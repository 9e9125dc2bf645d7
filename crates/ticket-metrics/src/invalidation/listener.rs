use tokio::sync::mpsc;
use tokio::task::JoinHandle;
use tracing::{debug, info};

use super::InvalidationSignal;
use crate::cache::{CacheCoordinator, InvalidationGranularity, InvalidationReport};

/// Applies ticket mutations to a coordinator.
#[derive(Clone)]
pub struct InvalidationListener {
    coordinator: CacheCoordinator,
    granularity: InvalidationGranularity,
}

impl InvalidationListener {
    /// Uses the coordinator's configured granularity.
    pub fn new(coordinator: CacheCoordinator) -> Self {
        let granularity = coordinator.config().invalidation_granularity;
        Self {
            coordinator,
            granularity,
        }
    }

    #[must_use]
    pub fn with_granularity(mut self, granularity: InvalidationGranularity) -> Self {
        self.granularity = granularity;
        self
    }

    /// Evict or mark stale every cached key the mutation could affect.
    #[tracing::instrument(
        skip(self, signal),
        fields(ticket = signal.ticket_id, kind = %signal.kind)
    )]
    pub async fn on_mutation(&self, signal: &InvalidationSignal) -> InvalidationReport {
        let granularity = self.granularity;
        let report = self
            .coordinator
            .invalidate_where(|key| signal.applies_to(key, granularity))
            .await;
        debug!(
            changed_at = %signal.changed_at,
            affected = report.total(),
            "mutation applied"
        );
        report
    }

    /// Consume signals until every sender is dropped.
    pub fn spawn(self, mut receiver: mpsc::Receiver<InvalidationSignal>) -> JoinHandle<()> {
        tokio::spawn(async move {
            let mut applied = 0u64;
            while let Some(signal) = receiver.recv().await {
                self.on_mutation(&signal).await;
                applied += 1;
            }
            info!(applied, "invalidation channel closed");
        })
    }
}

#[cfg(test)]
mod tests {
    use super::*;
    use crate::aggregate::Aggregate;
    use crate::cache::CacheConfig;
    use crate::error::MetricsResult;
    use crate::invalidation::MutationKind;
    use crate::key::{Filter, MetricKind, QueryKey, TimeWindow};
    use crate::result::MetricResult;
    use async_trait::async_trait;
    use chrono::{DateTime, TimeZone, Utc};
    use std::collections::BTreeMap;
    use std::sync::Arc;

    struct ZeroAggregator;

    #[async_trait]
    impl Aggregate for ZeroAggregator {
        async fn compute(&self, key: &QueryKey) -> MetricsResult<MetricResult> {
            Ok(MetricResult::new(key.metric(), key.window(), BTreeMap::new()))
        }
    }

    fn at(secs: i64) -> DateTime<Utc> {
        Utc.timestamp_opt(1_750_000_000 + secs, 0).unwrap()
    }

    fn score_key(start: i64, end: i64) -> QueryKey {
        QueryKey::new(
            MetricKind::OverallScore,
            [],
            TimeWindow::new(at(start), at(end)).unwrap(),
        )
        .unwrap()
    }

    fn listener() -> (InvalidationListener, CacheCoordinator) {
        let coordinator = CacheCoordinator::new(CacheConfig::new(), Arc::new(ZeroAggregator));
        (InvalidationListener::new(coordinator.clone()), coordinator)
    }

    #[tokio::test]
    async fn test_second_application_is_a_no_op() {
        let (listener, coordinator) = listener();
        coordinator.get(&score_key(0, 10)).await.unwrap();
        coordinator.get(&score_key(20, 30)).await.unwrap();

        let signal = InvalidationSignal::new(1, MutationKind::Rated, at(7));
        let first = listener.on_mutation(&signal).await;
        assert_eq!(first.evicted, 1);
        assert_eq!(coordinator.len().await, 1);

        let second = listener.on_mutation(&signal).await;
        assert!(second.is_empty());
        assert_eq!(coordinator.len().await, 1);
        assert!(coordinator.peek(&score_key(20, 30)).await.is_some());
    }

    #[tokio::test]
    async fn test_spawned_listener_drains_channel() {
        let (listener, coordinator) = listener();
        coordinator.get(&score_key(0, 10)).await.unwrap();

        let (sender, receiver) = mpsc::channel(8);
        let handle = listener.spawn(receiver);
        sender
            .send(InvalidationSignal::new(1, MutationKind::Rated, at(3)))
            .await
            .unwrap();
        drop(sender);
        handle.await.unwrap();

        assert!(coordinator.is_empty().await);
    }

    #[tokio::test]
    async fn test_bucket_granularity_ignores_filters() {
        let (listener, coordinator) = listener();
        let other_ticket = QueryKey::new(
            MetricKind::OverallScore,
            [Filter::Ticket(2)],
            TimeWindow::new(at(0), at(10)).unwrap(),
        )
        .unwrap();
        coordinator.get(&other_ticket).await.unwrap();

        let signal = InvalidationSignal::new(1, MutationKind::Rated, at(5));
        assert!(listener.on_mutation(&signal).await.is_empty());

        let coarse = listener.with_granularity(InvalidationGranularity::Bucket);
        assert_eq!(coarse.on_mutation(&signal).await.evicted, 1);
        assert!(coordinator.is_empty().await);
    }
}
//! Procedure inputs and outputs

use chrono::{DateTime, Duration, Utc};
use serde::{Deserialize, Serialize};
use ticket_metrics::validation::ValidationRules;
use ticket_metrics::{
    InvalidationReport, InvalidationSignal, MutationKind, TimeWindow, Validate, ValidationResult,
};

/// Input of `tickets.mutated`
#[derive(Debug, Clone, Serialize, Deserialize)]
pub struct TicketMutatedInput {
    pub ticket_id: u32,
    pub kind: MutationKind,
    pub changed_at: DateTime<Utc>,
    #[serde(default)]
    pub category_id: Option<u32>,
    /// Creation time of the ticket; widens the affected range back to it so
    /// status changes reach aggregates over the creation window.
    #[serde(default)]
    pub created_at: Option<DateTime<Utc>>,
}

impl TicketMutatedInput {
    pub fn into_signal(self) -> InvalidationSignal {
        let mut signal = InvalidationSignal::new(self.ticket_id, self.kind, self.changed_at);
        if let Some(category_id) = self.category_id {
            signal = signal.with_category(category_id);
        }
        if let Some(created_at) = self.created_at.filter(|c| *c < self.changed_at)
            && let Ok(window) = TimeWindow::new(created_at, self.changed_at + Duration::seconds(1))
        {
            signal = signal.with_window(window);
        }
        signal
    }
}

impl Validate for TicketMutatedInput {
    fn validate(&self) -> ValidationResult {
        let mut rules = ValidationRules::new().positive("ticket_id", i64::from(self.ticket_id));
        if let Some(category_id) = self.category_id {
            rules = rules.positive("category_id", i64::from(category_id));
        }
        rules.build()
    }
}

/// Output of `tickets.mutated`
#[derive(Debug, Clone, PartialEq, Eq, Serialize, Deserialize)]
pub struct MutationAck {
    pub ticket_id: u32,
    pub evicted: usize,
    pub marked_stale: usize,
    pub claims_flagged: usize,
}

impl MutationAck {
    pub fn new(ticket_id: u32, report: InvalidationReport) -> Self {
        Self {
            ticket_id,
            evicted: report.evicted,
            marked_stale: report.marked_stale,
            claims_flagged: report.claims_flagged,
        }
    }
}

/// Output of `health`
#[derive(Debug, Clone, Serialize, Deserialize)]
pub struct HealthResponse {
    pub status: String,
    pub version: String,
    pub store: String,
    pub cache_enabled: bool,
    pub cache_entries: usize,
}
//! Handler traits
//!
//! A handler is any `async fn(Context<Ctx>, Input) -> RpcResult<Output>`.
//! Handlers are boxed into a JSON-in, JSON-out form so the router can store
//! them side by side.

use serde::{Serialize, de::DeserializeOwned};
use std::future::Future;
use std::pin::Pin;
use std::sync::Arc;
use tracing::{trace, warn};

use super::context::Context;
use super::error::{RpcError, RpcResult};

/// Boxed handler for type erasure
pub(crate) type BoxedHandler<Ctx> = Arc<
    dyn Fn(
            Context<Ctx>,
            serde_json::Value,
        ) -> Pin<Box<dyn Future<Output = RpcResult<serde_json::Value>> + Send>>
        + Send
        + Sync,
>;

/// Trait for handler functions
pub trait Handler<Ctx, Input, Output>: Clone + Send + Sync + 'static
where
    Ctx: Clone + Send + Sync + 'static,
    Input: DeserializeOwned + Send + 'static,
    Output: Serialize + Send + 'static,
{
    type Future: Future<Output = RpcResult<Output>> + Send;

    fn call(&self, ctx: Context<Ctx>, input: Input) -> Self::Future;
}

impl<Ctx, Input, Output, F, Fut> Handler<Ctx, Input, Output> for F
where
    Ctx: Clone + Send + Sync + 'static,
    Input: DeserializeOwned + Send + 'static,
    Output: Serialize + Send + 'static,
    F: Fn(Context<Ctx>, Input) -> Fut + Clone + Send + Sync + 'static,
    Fut: Future<Output = RpcResult<Output>> + Send + 'static,
{
    type Future = Fut;

    fn call(&self, ctx: Context<Ctx>, input: Input) -> Self::Future {
        (self)(ctx, input)
    }
}

/// Box a handler. Input that does not match `Input` is a `BAD_REQUEST`.
pub(crate) fn into_boxed<Ctx, Input, Output, H>(handler: H) -> BoxedHandler<Ctx>
where
    Ctx: Clone + Send + Sync + 'static,
    Input: DeserializeOwned + Send + 'static,
    Output: Serialize + Send + 'static,
    H: Handler<Ctx, Input, Output>,
{
    Arc::new(move |ctx, input_value| {
        let handler = handler.clone();
        Box::pin(async move {
            let input: Input = serde_json::from_value(input_value).map_err(|e| {
                warn!(error = %e, "handler input deserialization failed");
                RpcError::bad_request(format!("invalid input: {}", e))
            })?;

            trace!("executing handler");
            let output = handler.call(ctx, input).await?;

            let output_value = serde_json::to_value(output).map_err(|e| {
                warn!(error = %e, "handler output serialization failed");
                RpcError::from(e)
            })?;
            Ok(output_value)
        })
    })
}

What is needed
Which of the lines above include the word "struct"? List those lines.

Solution for this exercise
pub struct InvalidationListener {
    struct ZeroAggregator;
pub struct TicketMutatedInput {
pub struct MutationAck {
pub struct HealthResponse {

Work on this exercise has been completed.